According to Arabic grammar, the active participle functioning as the subject is derived from the infinitive, which denotes a relative affair or deed, not from another word derived from the infinitive which expresses an established fact. Therefore, since it is man himself who does the deed denoted by the infinitive, he is the murderer.
That is, man wills to do something and accordingly does it, so he is the doer or agent of his acts. It is the man himself who does the act of killing, so he should be called the murderer. God creates man’s acts in that He gives external existence to them; He does not perform those acts. It would have been meaningless for man to have free will if God had not created the acts which are the outcome of that free will.
Although man’s free will is too inefficient to cause something to happen, Almighty God, the absolutely Wise One, has made its operation a simple condition for the coming into effect of His universal Will. He guides man in whatever direction man wishes by the use of his free will so that he remains responsible for the consequences of his choice. As an example, if you were to take a child upon your shoulders, and then leave him free to decide where he would like to go and he elected for you to take him up a high mountain, and in consequence he caught cold, he would have no right to blame you for that. Indeed, you might even punish him because he wanted to go up the mountain. In like manner, Almighty God, the Most Just of Judges, never coerces His servants into doing something, and He has accordingly made His Will somewhat dependent on man’s free will.
In sum: As man, you do possess free will, which makes almost no contribution to your good acts, although it can cause deadly sins and destruction wherever it operates. Therefore, exploit your free will for your own benefit by praying to God continuously, so that you may enjoy the blessings of Paradise, a fruit of the chain of good deeds, and attain to eternal happiness. Further, you should always seek God‘s forgiveness for your sins in order to refrain from evil deeds and to be saved from the torments of Hell, a fruit of the accursed chain of evil deeds. Prayer and putting one’s trust in God greatly strengthen the inclination to good, and repentance and seeking God’s forgiveness cut the inclination to evil and break its transgressions.
We may summarize the discussion so far in seven points:
- Divine Destiny, also called Divine determination and arrangement, dominates the universe but does not cancel our free will.
- Since God is beyond time and space and everything is included in His Knowledge, He encompasses the past, present and future as a single, undivided point. For example: When you are in a room, your view is restricted to the room. But if you look from a higher point, you can see the whole city. As you rise higher and higher, your vision continues to broaden. The Earth, when seen from the moon, appears to be a small blue marble. It is the same with time. So, all time and space are encompassed by God as a single, undivided point, into which the past, present and future are united.
- Since all time and space are included in God’s Knowledge as a single point, God recorded everything that will happen until the Day of Judgment.

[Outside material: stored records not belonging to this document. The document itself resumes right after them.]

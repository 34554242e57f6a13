// Test doubles for the voice session seams
//
// FakeTransport stands in for the Live API, FakeDevices for microphone and
// speaker. Both count live handles so tests can check that no session ever
// leaks a device or overlaps with the previous one.

#![allow(dead_code)]

use async_trait::async_trait;
use kiosk_voice::audio::{
    AudioDevices, AudioFrame, BufferId, CaptureBackend, OutputDevice, PlaybackBuffer,
};
use kiosk_voice::live::{
    FunctionCall, InboundEvent, Lifecycle, LiveConnection, LiveSink, LiveTransport,
    OutboundMessage, SessionSetup,
};
use kiosk_voice::session::{ActionHandler, ActionId, ControllerOptions, VoiceSession};
use kiosk_voice::SessionError;
use serde_json::json;
use std::sync::atomic::{AtomicBool, AtomicUsize, Ordering};
use std::sync::{Arc, Mutex};
use std::time::Duration;
use tokio::sync::mpsc;
use tokio::time::Instant;

// ============================================================================
// Live transport
// ============================================================================

/// Handle to one fake remote session
#[derive(Clone)]
pub struct RemoteHandle {
    pub events: mpsc::Sender<InboundEvent>,
    pub sent: Arc<Mutex<Vec<OutboundMessage>>>,
    pub closed: Arc<AtomicBool>,
}

impl RemoteHandle {
    pub async fn emit(&self, event: InboundEvent) {
        self.events
            .send(event)
            .await
            .expect("controller dropped the session");
    }

    pub fn sent(&self) -> Vec<OutboundMessage> {
        self.sent.lock().unwrap().clone()
    }

    pub fn tool_responses(&self) -> Vec<OutboundMessage> {
        self.sent()
            .into_iter()
            .filter(|m| matches!(m, OutboundMessage::ToolResponse(_)))
            .collect()
    }

    pub fn is_closed(&self) -> bool {
        self.closed.load(Ordering::SeqCst)
    }
}

#[derive(Clone, Default)]
pub struct FakeTransport {
    pub setups: Arc<Mutex<Vec<SessionSetup>>>,
    pub sessions: Arc<Mutex<Vec<RemoteHandle>>>,
    /// Do not announce `Opened` automatically
    pub manual_open: Arc<AtomicBool>,
    pub missing_key: Arc<AtomicBool>,
    pub refuse: Arc<AtomicBool>,
    pub preflights: Arc<AtomicUsize>,
    /// Make every send hang like a write stuck on network backpressure
    pub stall_sends: Arc<AtomicBool>,
    /// Sends that hit the stall
    pub stalled: Arc<AtomicUsize>,
}

impl FakeTransport {
    pub fn new() -> Self {
        Self::default()
    }

    pub fn open_count(&self) -> usize {
        self.setups.lock().unwrap().len()
    }

    pub fn last_setup(&self) -> SessionSetup {
        self.setups
            .lock()
            .unwrap()
            .last()
            .cloned()
            .expect("no session opened")
    }

    pub fn remote(&self, index: usize) -> RemoteHandle {
        self.sessions.lock().unwrap()[index].clone()
    }

    pub fn last_remote(&self) -> RemoteHandle {
        self.sessions
            .lock()
            .unwrap()
            .last()
            .cloned()
            .expect("no session opened")
    }
}

#[async_trait]
impl LiveTransport for FakeTransport {
    fn preflight(&self) -> Result<(), SessionError> {
        self.preflights.fetch_add(1, Ordering::SeqCst);
        if self.missing_key.load(Ordering::SeqCst) {
            return Err(SessionError::MissingApiKey("GEMINI_API_KEY".to_string()));
        }
        Ok(())
    }

    async fn open(&self, setup: SessionSetup) -> Result<LiveConnection, SessionError> {
        if self.refuse.load(Ordering::SeqCst) {
            return Err(SessionError::Transport("connection refused".to_string()));
        }

        self.setups.lock().unwrap().push(setup);

        let (tx, rx) = mpsc::channel(64);
        if !self.manual_open.load(Ordering::SeqCst) {
            tx.send(InboundEvent::Lifecycle(Lifecycle::Opened))
                .await
                .expect("receiver alive");
        }

        let handle = RemoteHandle {
            events: tx,
            sent: Arc::new(Mutex::new(Vec::new())),
            closed: Arc::new(AtomicBool::new(false)),
        };
        self.sessions.lock().unwrap().push(handle.clone());

        Ok(LiveConnection {
            sink: Box::new(FakeSink {
                remote: handle,
                stall: Arc::clone(&self.stall_sends),
                stalled: Arc::clone(&self.stalled),
            }),
            events: rx,
        })
    }
}

struct FakeSink {
    remote: RemoteHandle,
    stall: Arc<AtomicBool>,
    stalled: Arc<AtomicUsize>,
}

#[async_trait]
impl LiveSink for FakeSink {
    async fn send(&mut self, msg: OutboundMessage) -> Result<(), SessionError> {
        if self.stall.load(Ordering::SeqCst) {
            self.stalled.fetch_add(1, Ordering::SeqCst);
            std::future::pending::<()>().await;
        }
        if self.remote.is_closed() {
            return Err(SessionError::Transport("session is closed".to_string()));
        }
        self.remote.sent.lock().unwrap().push(msg);
        Ok(())
    }

    async fn close(&mut self) -> Result<(), SessionError> {
        self.remote.closed.store(true, Ordering::SeqCst);
        Ok(())
    }
}

// ============================================================================
// Audio devices
// ============================================================================

/// Live/peak counters for one device kind
#[derive(Default)]
pub struct Gauge {
    live: AtomicUsize,
    peak: AtomicUsize,
    opened: AtomicUsize,
}

impl Gauge {
    fn acquire(&self) {
        self.opened.fetch_add(1, Ordering::SeqCst);
        let now = self.live.fetch_add(1, Ordering::SeqCst) + 1;
        self.peak.fetch_max(now, Ordering::SeqCst);
    }

    fn release(&self) {
        self.live.fetch_sub(1, Ordering::SeqCst);
    }

    pub fn live(&self) -> usize {
        self.live.load(Ordering::SeqCst)
    }

    pub fn peak(&self) -> usize {
        self.peak.load(Ordering::SeqCst)
    }

    pub fn opened(&self) -> usize {
        self.opened.load(Ordering::SeqCst)
    }
}

#[derive(Clone, Default)]
pub struct FakeDevices {
    pub microphones: Arc<Gauge>,
    pub outputs: Arc<Gauge>,
    pub deny_microphone: Arc<AtomicBool>,
    pub no_output: Arc<AtomicBool>,
    /// Frame feed of the most recently started microphone
    pub frames: Arc<Mutex<Option<mpsc::Sender<AudioFrame>>>>,
}

impl FakeDevices {
    pub fn new() -> Self {
        Self::default()
    }

    pub async fn speak(&self, samples: Vec<f32>) {
        let tx = self
            .frames
            .lock()
            .unwrap()
            .clone()
            .expect("microphone not capturing");
        tx.send(AudioFrame::new(samples, 16000))
            .await
            .expect("capture pipeline alive");
    }
}

impl AudioDevices for FakeDevices {
    fn open_microphone(&self) -> Result<Box<dyn CaptureBackend>, SessionError> {
        if self.deny_microphone.load(Ordering::SeqCst) {
            return Err(SessionError::Permission("NotAllowedError".to_string()));
        }
        self.microphones.acquire();
        Ok(Box::new(FakeMicrophone {
            gauge: Arc::clone(&self.microphones),
            feed: Arc::clone(&self.frames),
            held: true,
            capturing: false,
        }))
    }

    fn open_output(&self) -> Result<Box<dyn OutputDevice>, SessionError> {
        if self.no_output.load(Ordering::SeqCst) {
            return Err(SessionError::DeviceUnavailable("no speaker".to_string()));
        }
        self.outputs.acquire();
        Ok(Box::new(FakeOutput {
            gauge: Arc::clone(&self.outputs),
            epoch: Instant::now(),
            open: true,
        }))
    }
}

struct FakeMicrophone {
    gauge: Arc<Gauge>,
    feed: Arc<Mutex<Option<mpsc::Sender<AudioFrame>>>>,
    held: bool,
    capturing: bool,
}

#[async_trait]
impl CaptureBackend for FakeMicrophone {
    async fn start(&mut self) -> anyhow::Result<mpsc::Receiver<AudioFrame>> {
        let (tx, rx) = mpsc::channel(16);
        *self.feed.lock().unwrap() = Some(tx);
        self.capturing = true;
        Ok(rx)
    }

    async fn stop(&mut self) -> anyhow::Result<()> {
        self.capturing = false;
        *self.feed.lock().unwrap() = None;
        if self.held {
            self.held = false;
            self.gauge.release();
        }
        Ok(())
    }

    fn is_capturing(&self) -> bool {
        self.capturing
    }

    fn name(&self) -> &str {
        "fake microphone"
    }
}

struct FakeOutput {
    gauge: Arc<Gauge>,
    epoch: Instant,
    open: bool,
}

impl OutputDevice for FakeOutput {
    fn current_time(&self) -> Duration {
        self.epoch.elapsed()
    }

    fn start_buffer(&mut self, _id: BufferId, _at: Duration, _buffer: &PlaybackBuffer) {}

    fn stop_buffer(&mut self, _id: BufferId) {}

    fn close(&mut self) {
        if self.open {
            self.open = false;
            self.gauge.release();
        }
    }

    fn name(&self) -> &str {
        "fake output"
    }
}

/// Output device whose clock only moves when the test says so
#[derive(Clone, Default)]
pub struct ManualClock {
    pub now: Arc<Mutex<Duration>>,
    pub started: Arc<Mutex<Vec<(BufferId, Duration)>>>,
    pub stopped: Arc<Mutex<Vec<BufferId>>>,
    pub closed: Arc<AtomicUsize>,
}

impl ManualClock {
    pub fn new() -> Self {
        Self::default()
    }

    pub fn set(&self, now: Duration) {
        *self.now.lock().unwrap() = now;
    }

    pub fn device(&self) -> Box<dyn OutputDevice> {
        Box::new(self.clone())
    }
}

impl OutputDevice for ManualClock {
    fn current_time(&self) -> Duration {
        *self.now.lock().unwrap()
    }

    fn start_buffer(&mut self, id: BufferId, at: Duration, _buffer: &PlaybackBuffer) {
        self.started.lock().unwrap().push((id, at));
    }

    fn stop_buffer(&mut self, id: BufferId) {
        self.stopped.lock().unwrap().push(id);
    }

    fn close(&mut self) {
        self.closed.fetch_add(1, Ordering::SeqCst);
    }

    fn name(&self) -> &str {
        "manual clock"
    }
}

// ============================================================================
// Actions and helpers
// ============================================================================

#[derive(Clone, Default)]
pub struct RecordedActions {
    pub actions: Arc<Mutex<Vec<ActionId>>>,
}

impl RecordedActions {
    pub fn new() -> Self {
        Self::default()
    }

    pub fn taken(&self) -> Vec<ActionId> {
        self.actions.lock().unwrap().clone()
    }
}

impl ActionHandler for RecordedActions {
    fn on_action(&self, action: ActionId) -> anyhow::Result<()> {
        self.actions.lock().unwrap().push(action);
        Ok(())
    }
}

pub struct Harness {
    pub session: VoiceSession,
    pub transport: FakeTransport,
    pub devices: FakeDevices,
    pub actions: RecordedActions,
}

pub fn harness() -> Harness {
    harness_with(FakeTransport::new(), FakeDevices::new())
}

pub fn harness_with(transport: FakeTransport, devices: FakeDevices) -> Harness {
    harness_with_options(transport, devices, ControllerOptions::default())
}

pub fn harness_with_options(
    transport: FakeTransport,
    devices: FakeDevices,
    options: ControllerOptions,
) -> Harness {
    let actions = RecordedActions::new();
    let session = VoiceSession::spawn(
        Arc::new(transport.clone()),
        Arc::new(devices.clone()),
        Arc::new(actions.clone()),
        options,
    );

    Harness {
        session,
        transport,
        devices,
        actions,
    }
}

pub fn trigger(id: &str, action_id: &str) -> FunctionCall {
    FunctionCall {
        id: id.to_string(),
        name: "trigger_action".to_string(),
        args: json!({ "action_id": action_id }),
    }
}

/// Let the controller task drain what is already queued
pub async fn settle() {
    for _ in 0..20 {
        tokio::task::yield_now().await;
    }
}

/// Poll `check` until it holds, failing after about a second
pub async fn eventually(what: &str, mut check: impl FnMut() -> bool) {
    for _ in 0..200 {
        if check() {
            return;
        }
        tokio::time::sleep(Duration::from_millis(5)).await;
    }
    panic!("timed out waiting for {}", what);
}

pub async fn wait_for(session: &VoiceSession, state: kiosk_voice::ConnectionState) {
    tokio::time::timeout(
        Duration::from_secs(5),
        session.monitor().wait_for_state(state),
    )
    .await
    .unwrap_or_else(|_| panic!("session never reached {:?}", state))
    .expect("controller stopped");
}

Angels use this record to prepare a smaller record for each individual.
- We do not do something because God recorded it; God knew beforehand we would do it and so recorded it.
- There are not two destinies: one for the cause, the other for the effect. Destiny is one and relates to the cause and the effect simultaneously. Our free will, which causes our acts, is included in Destiny.

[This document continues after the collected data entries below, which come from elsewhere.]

use super::handlers;
use super::state::AppState;
use axum::{
    routing::{get, post, put},
    Router,
};
use tower::ServiceBuilder;
use tower_http::cors::CorsLayer;
use tower_http::trace::TraceLayer;

/// Create the HTTP router with all routes
pub fn create_router(state: AppState) -> Router {
    Router::new()
        // Health check
        .route("/health", get(handlers::health_check))
        // Session control
        .route("/session/connect", post(handlers::connect))
        .route("/session/disconnect", post(handlers::disconnect))
        .route("/session/voice", put(handlers::set_voice))
        .route("/session/language", put(handlers::set_language))
        // Session queries
        .route("/session/status", get(handlers::get_status))
        .route("/session/transcript", get(handlers::get_transcript))
        .route("/actions", get(handlers::get_actions))
        // The portal front end is served from another origin
        .layer(
            ServiceBuilder::new()
                .layer(TraceLayer::new_for_http())
                .layer(CorsLayer::permissive()),
        )
        .with_state(state)
}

- God guides us to good things and actions, and allows and advises us to use our willpower for good. In return, He promises us eternal happiness in Paradise.
- We have free will, although we contribute almost nothing to our good acts. Our free will, if not used properly, can destroy us. Therefore we should use it to benefit ourselves by praying to God, so that we may enjoy the blessings of Paradise, a fruit of the chain of good deeds, and attain eternal happiness. Furthermore, we should always seek God’s forgiveness so that we might refrain from evil and be saved from the torments of Hell, a fruit of the accursed chain of evil deeds. Prayer and trusting in God greatly strengthen our inclination toward good, and repentance and seeking God’s forgiveness greatly weaken, even destroy, our inclination toward evil and transgression.
This article has been adapted from Risale- i Nur Collection.